Field of Schemes: Congress Probes How New Sports Stadiums Turn Public Money into Private Profit

A congressional committee is investigating whether New York City and the New York Yankees wildly inflated the value of the site for the team’s new stadium to float nearly $1 billion in tax-free bonds.

Democracy Now

Congressman Dennis Kucinich, Good Jobs New York's Bettina Damani and Field of Schemes author Neil deMause join host Juan Gonzalez to discuss subsidies, funny stadium math — and Atlantic Yards.

DemocracyNowKucinich.jpg

REP. DENNIS KUCINICH: I think that it’s very important to understand that we’re looking at a public policy matter here that relates not only to New York and not only to the Nets and the Atlantic Yard project, but it also relates to the whole country, as your other guests have said, because it’s quite possible that there are billions of dollars in tax benefits that should be going to municipalities for the purposes of repairing their infrastructure and for schools and other things and that are instead being diverted for these private sports complexes.

And the question is one of public policy, one of the IRS, and in the case of the New York Yankees, questions of securities law, because of the various amounts of the appraisal, $45 a square foot versus $275 a square foot, which have a bearing on the overall cost of the project. And if the cost of the project is inflated, that’s going to be of interest to the SEC, as well as the IRS.
...

JUAN GONZALEZ: Right. And then, of course, the final irony with—because most of these stadiums have luxury boxes that are for corporations that go from $500,000 to $800,000, in the case of the Yankees, per year to rent these boxes, and of course, my newspaper, the Daily News, reported yesterday that in this deal, the City of New York arranged to have its own luxury box at Yankee Stadium available, presumably to city officials, as part of the deal for the financing. Bettina, your response to that?

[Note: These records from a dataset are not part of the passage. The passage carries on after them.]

//! Periodic two-metric sensor fed by ping.
//!
//! A [`TwoMetricSource`] produces a pair of raw values per read; [`DualSensor`]
//! filters them, keeps the last good reading and packages it for publishing.

use std::collections::VecDeque;
use std::thread;
use std::time::Duration;

use chrono::{DateTime, Local};
use log::{debug, warn};
use serde::{Deserialize, Serialize};

use crate::ping::ProbeRequest;
use crate::session::HostProbe;

/// Smoothing applied to consecutive raw values of one metric.
#[derive(Debug, Clone, Copy, PartialEq, Eq, Default, Serialize, Deserialize)]
#[serde(tag = "kind", rename_all = "snake_case")]
pub enum Filter {
    #[default]
    None,
    Average { size: usize },
    Median { size: usize },
}

impl Filter {
    fn window(&self) -> usize {
        match *self {
            Filter::None => 1,
            Filter::Average { size } | Filter::Median { size } => size.max(1),
        }
    }

    fn apply(&self, values: &VecDeque<f64>) -> Option<f64> {
        if values.is_empty() {
            return None;
        }
        match self {
            Filter::None => values.back().copied(),
            Filter::Average { .. } => Some(values.iter().sum::<f64>() / values.len() as f64),
            Filter::Median { .. } => {
                let mut sorted: Vec<f64> = values.iter().copied().collect();
                sorted.sort_by(f64::total_cmp);
                let mid = sorted.len() / 2;
                if sorted.len() % 2 == 0 {
                    Some((sorted[mid - 1] + sorted[mid]) / 2.0)
                } else {
                    Some(sorted[mid])
                }
            }
        }
    }
}

#[derive(Debug, Clone, PartialEq, Serialize, Deserialize)]
pub struct MetricInfo {
    pub name: String,
    pub unit: String,
}

impl MetricInfo {
    pub fn new(name: impl Into<String>, unit: impl Into<String>) -> Self {
        Self {
            name: name.into(),
            unit: unit.into(),
        }
    }
}

/// Source of two related measurements taken together.
pub trait TwoMetricSource {
    fn primary(&self) -> MetricInfo;
    fn secondary(&self) -> MetricInfo;
    /// Take one measurement; `None` when the read failed.
    fn read(&mut self) -> Option<(f64, f64)>;
    /// Optional value derived from the two filtered values.
    fn combine(&self, _primary: f64, _secondary: f64) -> Option<f64> {
        None
    }
}

#[derive(Debug, Clone)]
pub struct MetricItem {
    info: MetricInfo,
    filter: Filter,
    history: VecDeque<f64>,
    raw: Option<f64>,
    value: Option<f64>,
}

impl MetricItem {
    pub fn new(info: MetricInfo, filter: Filter) -> Self {
        Self {
            info,
            filter,
            history: VecDeque::with_capacity(filter.window()),
            raw: None,
            value: None,
        }
    }

    fn push(&mut self, raw: f64) {
        if self.history.len() == self.filter.window() {
            self.history.pop_front();
        }
        self.history.push_back(raw);
        self.raw = Some(raw);
        self.value = self.filter.apply(&self.history);
    }

    pub fn raw(&self) -> Option<f64> {
        self.raw
    }

    pub fn value(&self) -> Option<f64> {
        self.value
    }

    fn snapshot(&self) -> Option<MetricValue> {
        Some(MetricValue {
            name: self.info.name.clone(),
            unit: self.info.unit.clone(),
            raw: self.raw?,
            value: self.value?,
        })
    }
}

#[derive(Debug, Clone, PartialEq, Serialize)]
pub struct MetricValue {
    pub name: String,
    pub unit: String,
    pub raw: f64,
    pub value: f64,
}

/// What gets published after a successful read.
#[derive(Debug, Clone, PartialEq, Serialize)]
pub struct SensorReading {
    pub timestamp: DateTime<Local>,
    pub primary: MetricValue,
    pub secondary: MetricValue,
    #[serde(skip_serializing_if = "Option::is_none")]
    pub combined: Option<f64>,
}

pub struct DualSensor<S> {
    source: S,
    primary: MetricItem,
    secondary: MetricItem,
    combine: bool,
    last_read: Option<DateTime<Local>>,
    errors: u32,
}

impl<S: TwoMetricSource> DualSensor<S> {
    pub fn new(source: S, primary_filter: Filter, secondary_filter: Filter) -> Self {
        let primary = MetricItem::new(source.primary(), primary_filter);
        let secondary = MetricItem::new(source.secondary(), secondary_filter);
        Self {
            source,
            primary,
            secondary,
            combine: false,
            last_read: None,
            errors: 0,
        }
    }

    pub fn with_combined(mut self, enabled: bool) -> Self {
        self.combine = enabled;
        self
    }

    pub fn primary(&self) -> &MetricItem {
        &self.primary
    }

    pub fn secondary(&self) -> &MetricItem {
        &self.secondary
    }

    pub fn errors(&self) -> u32 {
        self.errors
    }

    pub fn last_read(&self) -> Option<DateTime<Local>> {
        self.last_read
    }

    /// One scheduled read. On failure the previous values are kept and the
    /// error counter goes up.
    pub fn read_data(&mut self) -> Option<SensorReading> {
        let Some((primary, secondary)) = self.source.read() else {
            self.errors += 1;
            warn!(target: "sensor", "Failed to read {}/{} ({} errors)",
                self.primary.info.name, self.secondary.info.name, self.errors);
            return None;
        };

        self.primary.push(primary);
        self.secondary.push(secondary);
        let timestamp = Local::now();
        self.last_read = Some(timestamp);

        let primary = self.primary.snapshot()?;
        let secondary = self.secondary.snapshot()?;
        let combined = if self.combine {
            self.source.combine(primary.value, secondary.value)
        } else {
            None
        };
        debug!(target: "sensor", "{} = {:.1} {}, {} = {:.1} {}",
            primary.name, primary.value, primary.unit,
            secondary.name, secondary.value, secondary.unit);

        Some(SensorReading {
            timestamp,
            primary,
            secondary,
            combined,
        })
    }

    /// Read every `interval`, handing each good reading to `publish`.
    /// Stops after `reads` attempts, or never when `None`.
    pub fn run(
        &mut self,
        interval: Duration,
        reads: Option<u32>,
        mut publish: impl FnMut(&SensorReading),
    ) {
        let mut attempts = 0u32;
        while reads.is_none_or(|limit| attempts < limit) {
            if attempts > 0 {
                thread::sleep(interval);
            }
            if let Some(reading) = self.read_data() {
                publish(&reading);
            }
            attempts += 1;
        }
    }
}

/// Average round-trip time and packet loss of one host.
pub struct PingSource<P> {
    prober: P,
    request: ProbeRequest,
}

impl<P: HostProbe> PingSource<P> {
    pub fn new(prober: P, request: ProbeRequest) -> Self {
        Self { prober, request }
    }
}

impl<P: HostProbe> TwoMetricSource for PingSource<P> {
    fn primary(&self) -> MetricInfo {
        MetricInfo::new("timeout", "ms")
    }

    fn secondary(&self) -> MetricInfo {
        MetricInfo::new("loss", "%")
    }

    fn read(&mut self) -> Option<(f64, f64)> {
        let result = self.prober.probe(&self.request);
        result
            .is_completed()
            .then(|| (result.duration as f64, result.loss as f64))
    }
}

#[cfg(test)]
mod tests {
    use super::*;
    use crate::ping::{ProbeResult, ProbeStatus};
    use std::cell::RefCell;
    use std::net::{IpAddr, Ipv4Addr};

    struct Replay(RefCell<Rows>);

    impl HostProbe for Replay {
        fn probe(&self, request: &ProbeRequest) -> ProbeResult {
            match self.0.borrow_mut().remove(0) {
                Some((transmitted, received, total_ms)) => ProbeResult::completed(
                    &request.hostname,
                    IpAddr::V4(Ipv4Addr::LOCALHOST),
                    transmitted,
                    received,
                    total_ms,
                    None,
                ),
                None => ProbeResult::failure(&request.hostname, None, ProbeStatus::ResolveFailed),
            }
        }
    }

    type Rows = Vec<Option<(u32, u32, u32)>>;

    fn ping_sensor(rows: Rows, filter: Filter) -> DualSensor<PingSource<Replay>> {
        let source = PingSource::new(Replay(RefCell::new(rows)), ProbeRequest::new("gw"));
        DualSensor::new(source, filter, filter)
    }

    #[test]
    fn test_ping_source_feeds_duration_and_loss() {
        let mut sensor = ping_sensor(vec![Some((4, 3, 120))], Filter::None);
        let reading = sensor.read_data().unwrap();

        assert_eq!(reading.primary.name, "timeout");
        assert_eq!(reading.primary.value, 30.0);
        assert_eq!(reading.secondary.name, "loss");
        assert_eq!(reading.secondary.value, 25.0);
        assert!(reading.combined.is_none());
        assert_eq!(sensor.last_read(), Some(reading.timestamp));
    }

    #[test]
    fn test_failed_read_keeps_previous_values() {
        let mut sensor = ping_sensor(vec![Some((2, 2, 20)), None], Filter::None);
        sensor.read_data().unwrap();

        assert!(sensor.read_data().is_none());
        assert_eq!(sensor.errors(), 1);
        assert_eq!(sensor.primary().value(), Some(10.0));
        assert_eq!(sensor.secondary().value(), Some(0.0));
    }

    #[test]
    fn test_average_filter() {
        let rows = vec![Some((1, 1, 10)), Some((1, 1, 20)), Some((1, 1, 30)), Some((1, 1, 40))];
        let mut sensor = ping_sensor(rows, Filter::Average { size: 3 });
        for _ in 0..4 {
            sensor.read_data();
        }
        assert_eq!(sensor.primary().raw(), Some(40.0));
        assert_eq!(sensor.primary().value(), Some(30.0));
    }

    #[test]
    fn test_median_filter_ignores_spike() {
        let rows = vec![Some((1, 1, 10)), Some((1, 1, 900)), Some((1, 1, 12))];
        let mut sensor = ping_sensor(rows, Filter::Median { size: 3 });
        for _ in 0..3 {
            sensor.read_data();
        }
        assert_eq!(sensor.primary().value(), Some(12.0));
    }

    struct Pair;

    impl TwoMetricSource for Pair {
        fn primary(&self) -> MetricInfo {
            MetricInfo::new("a", "")
        }

        fn secondary(&self) -> MetricInfo {
            MetricInfo::new("b", "")
        }

        fn read(&mut self) -> Option<(f64, f64)> {
            Some((3.0, 4.0))
        }

        fn combine(&self, primary: f64, secondary: f64) -> Option<f64> {
            Some(primary * secondary)
        }
    }

    #[test]
    fn test_combined_value_only_when_enabled() {
        let mut plain = DualSensor::new(Pair, Filter::None, Filter::None);
        assert_eq!(plain.read_data().unwrap().combined, None);

        let mut combined = DualSensor::new(Pair, Filter::None, Filter::None).with_combined(true);
        assert_eq!(combined.read_data().unwrap().combined, Some(12.0));
    }

    #[test]
    fn test_run_stops_after_limit() {
        let mut sensor = DualSensor::new(Pair, Filter::None, Filter::None);
        let mut published = Vec::new();
        sensor.run(Duration::ZERO, Some(3), |reading| published.push(reading.clone()));
        assert_eq!(published.len(), 3);
    }

    #[test]
    fn test_run_with_zero_reads_does_nothing() {
        let source = PingSource::new(Replay(RefCell::new(Vec::new())), ProbeRequest::new("gw"));
        let mut sensor = DualSensor::new(source, Filter::None, Filter::None);
        let mut published = 0;
        sensor.run(Duration::ZERO, Some(0), |_| published += 1);
        assert_eq!(published, 0);
        assert_eq!(sensor.errors(), 0);
        assert!(sensor.last_read().is_none());
    }

    #[test]
    fn test_reading_serializes() {
        let mut sensor = DualSensor::new(Pair, Filter::None, Filter::None);
        let reading = sensor.read_data().unwrap();
        let json = serde_json::to_value(&reading).unwrap();
        assert_eq!(json["primary"]["name"], "a");
        assert_eq!(json["secondary"]["value"], 4.0);
        assert!(json.get("combined").is_none());
    }

    #[test]
    fn test_filter_from_config() {
        let filter: Filter = serde_json::from_str(r#"{"kind":"median","size":5}"#).unwrap();
        assert_eq!(filter, Filter::Median { size: 5 });
    }
}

BETTINA DAMIANI: It’s aptly coined the landlord suite. And it’s just another example of how local elected officials almost seem to be void of feeling that they have responsibility to the public, because they’re going to get nice seats, in the long run.

article/video/audio/download MP3

NoLandGrab: "The landlord suite." Nice. If we taxpayers are funding the lion's share of the costs, doesn't that make us the landlords? That being the case, NLG's got dibs on the first Mets-Yankees inter-league game next season.